> _Task goal_:
The response must contain every line from the records below that has "Mutex".

======== Supplied records

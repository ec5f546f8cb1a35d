//! Configuration module for Hut-Ripple
//!
//! This module handles loading, parsing, and validating TOML configuration files.
//!
//! # Example
//!
//! ```no_run
//! use hut_ripple::config::load_config;
//! use std::path::Path;
//!
//! let config = load_config(Path::new("huts.toml")).unwrap();
//! println!("Targets configured: {}", config.targets.len());
//! ```

mod parser;
mod types;
mod validation;

// Re-export types
pub use types::{
    Config, DateRangeConfig, HttpConfig, OrchestrationConfig, OutputConfig, TargetEntry,
    DEFAULT_DAYS_AHEAD,
};

// Re-export parser functions
pub use parser::{compute_config_hash, load_config, load_config_with_hash, parse_config};
//! JSON Lines persistence sink
//!
//! Appends one JSON object per saved scrape result to a file.

use crate::persistence::traits::{Persistence, PersistenceResult, SaveReceipt};
use crate::provider::ScrapeResult;
use async_trait::async_trait;
use chrono::{DateTime, Utc};
use serde::Serialize;
use std::path::{Path, PathBuf};
use tokio::fs::OpenOptions;
use tokio::io::AsyncWriteExt;
use tokio::sync::Mutex;

#[derive(Serialize)]
#[serde(rename_all = "camelCase")]
struct SavedRecord<'a> {
    property_id: &'a str,
    sub_resource_ids: &'a [String],
    target_name: &'a str,
    url: &'a str,
    provider_type: &'a str,
    saved_at: DateTime<Utc>,
    result: &'a ScrapeResult,
}

/// File-backed sink writing JSON Lines
pub struct JsonLinesPersistence {
    path: PathBuf,
    write_lock: Mutex<()>,
}

impl JsonLinesPersistence {
    pub fn new(path: impl Into<PathBuf>) -> Self {
        Self {
            path: path.into(),
            write_lock: Mutex::new(()),
        }
    }

    pub fn path(&self) -> &Path {
        &self.path
    }
}

#[async_trait]
impl Persistence for JsonLinesPersistence {
    async fn save_scrape_result(
        &self,
        result: &ScrapeResult,
        target_name: &str,
        url: &str,
        provider_type: &str,
    ) -> PersistenceResult<SaveReceipt> {
        let property_id = slugify(target_name);
        let sub_resource_ids: Vec<String> = result
            .sub_resources
            .iter()
            .map(|sub| format!("{}/{}", property_id, slugify(&sub.name)))
            .collect();

        let mut line = serde_json::to_string(&SavedRecord {
            property_id: &property_id,
            sub_resource_ids: &sub_resource_ids,
            target_name,
            url,
            provider_type,
            saved_at: Utc::now(),
            result,
        })?;
        line.push('\n');

        // Concurrent targets of a batch share the file
        let _guard = self.write_lock.lock().await;
        let mut file = OpenOptions::new()
            .create(true)
            .append(true)
            .open(&self.path)
            .await?;
        file.write_all(line.as_bytes()).await?;
        file.flush().await?;

        Ok(SaveReceipt {
            property_id,
            sub_resource_ids,
        })
    }
}

/// Lowercase ASCII slug: alphanumerics kept, everything else collapsed to '-'
fn slugify(name: &str) -> String {
    let mut slug = String::with_capacity(name.len());
    for c in name.chars() {
        if c.is_ascii_alphanumeric() {
            slug.push(c.to_ascii_lowercase());
        } else if !slug.ends_with('-') && !slug.is_empty() {
            slug.push('-');
        }
    }
    while slug.ends_with('-') {
        slug.pop();
    }
    slug
}
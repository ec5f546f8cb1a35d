//! Markdown report generation
//!
//! Renders a finished run as a human-readable markdown document with the
//! summary figures, per-target results and failure details.

use crate::orchestrator::OrchestrationReport;
use crate::output::error::OutputResult;
use std::fs::File;
use std::io::Write;
use std::path::Path;

/// Writes the markdown rendering of a report to `output_path`
pub fn generate_markdown_report(
    report: &OrchestrationReport,
    output_path: &Path,
) -> OutputResult<()> {
    let markdown = format_markdown_report(report);

    let mut file = File::create(output_path)?;
    file.write_all(markdown.as_bytes())?;

    Ok(())
}

/// Formats a report as markdown
pub fn format_markdown_report(report: &OrchestrationReport) -> String {
    let summary = &report.summary;
    let mut md = String::new();

    md.push_str("# Hut Availability Scrape Report\n\n");

    md.push_str("## Run Information\n\n");
    md.push_str(&format!("- **Started**: {}\n", summary.start_time.to_rfc3339()));
    md.push_str(&format!("- **Finished**: {}\n", summary.end_time.to_rfc3339()));
    md.push_str(&format!("- **Duration**: {}\n", summary.duration));
    md.push_str(&format!(
        "- **Average per target**: {}\n\n",
        summary.avg_time_per_target
    ));

    md.push_str("## Overall Statistics\n\n");
    md.push_str(&format!("- **Total Targets**: {}\n", summary.total));
    md.push_str(&format!("- **Successful**: {}\n", summary.successful));
    md.push_str(&format!("- **Failed**: {}\n", summary.failed));
    md.push_str(&format!("- **Skipped**: {}\n", summary.skipped));
    md.push_str(&format!("- **Success Rate**: {}\n\n", summary.success_rate));

    if !report.successful.is_empty() {
        md.push_str("## Successful Targets\n\n");
        md.push_str("| Target | Provider | Attempts | Sub-resources | Records | Time |\n");
        md.push_str("|--------|----------|----------|---------------|---------|------|\n");

        for outcome in &report.successful {
            md.push_str(&format!(
                "| {} | {} | {} | {} | {} | {:.2}s |\n",
                outcome.target_name,
                outcome.provider_type,
                outcome.attempts,
                outcome.sub_resources_scraped.unwrap_or(0),
                outcome.availability_records.unwrap_or(0),
                outcome.duration_ms as f64 / 1000.0
            ));
        }
        md.push('\n');
    }

    if !report.failed.is_empty() {
        md.push_str("## Failed Targets\n\n");
        md.push_str("| Target | Provider | Attempts | Error |\n");
        md.push_str("|--------|----------|----------|-------|\n");

        for outcome in &report.failed {
            md.push_str(&format!(
                "| {} | {} | {} | {} |\n",
                outcome.target_name,
                outcome.provider_type,
                outcome.attempts,
                escape_cell(outcome.error.as_deref().unwrap_or("unknown error"))
            ));
        }
        md.push('\n');
    }

    if !report.skipped.is_empty() {
        md.push_str("## Skipped Targets\n\n");
        for target in &report.skipped {
            md.push_str(&format!("- {} ({})\n", target.name, target.id));
        }
        md.push('\n');
    }

    md.push_str("---\n\n");
    md.push_str("*Generated by Hut-Ripple*\n");

    md
}

/// Keeps table cells on one line and pipes from splitting columns
fn escape_cell(text: &str) -> String {
    text.replace('|', "\\|").replace('\n', " ")
}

================

> _Response area_:
use tokio::sync::Mutex;
    write_lock: Mutex<()>,
            write_lock: Mutex::new(()),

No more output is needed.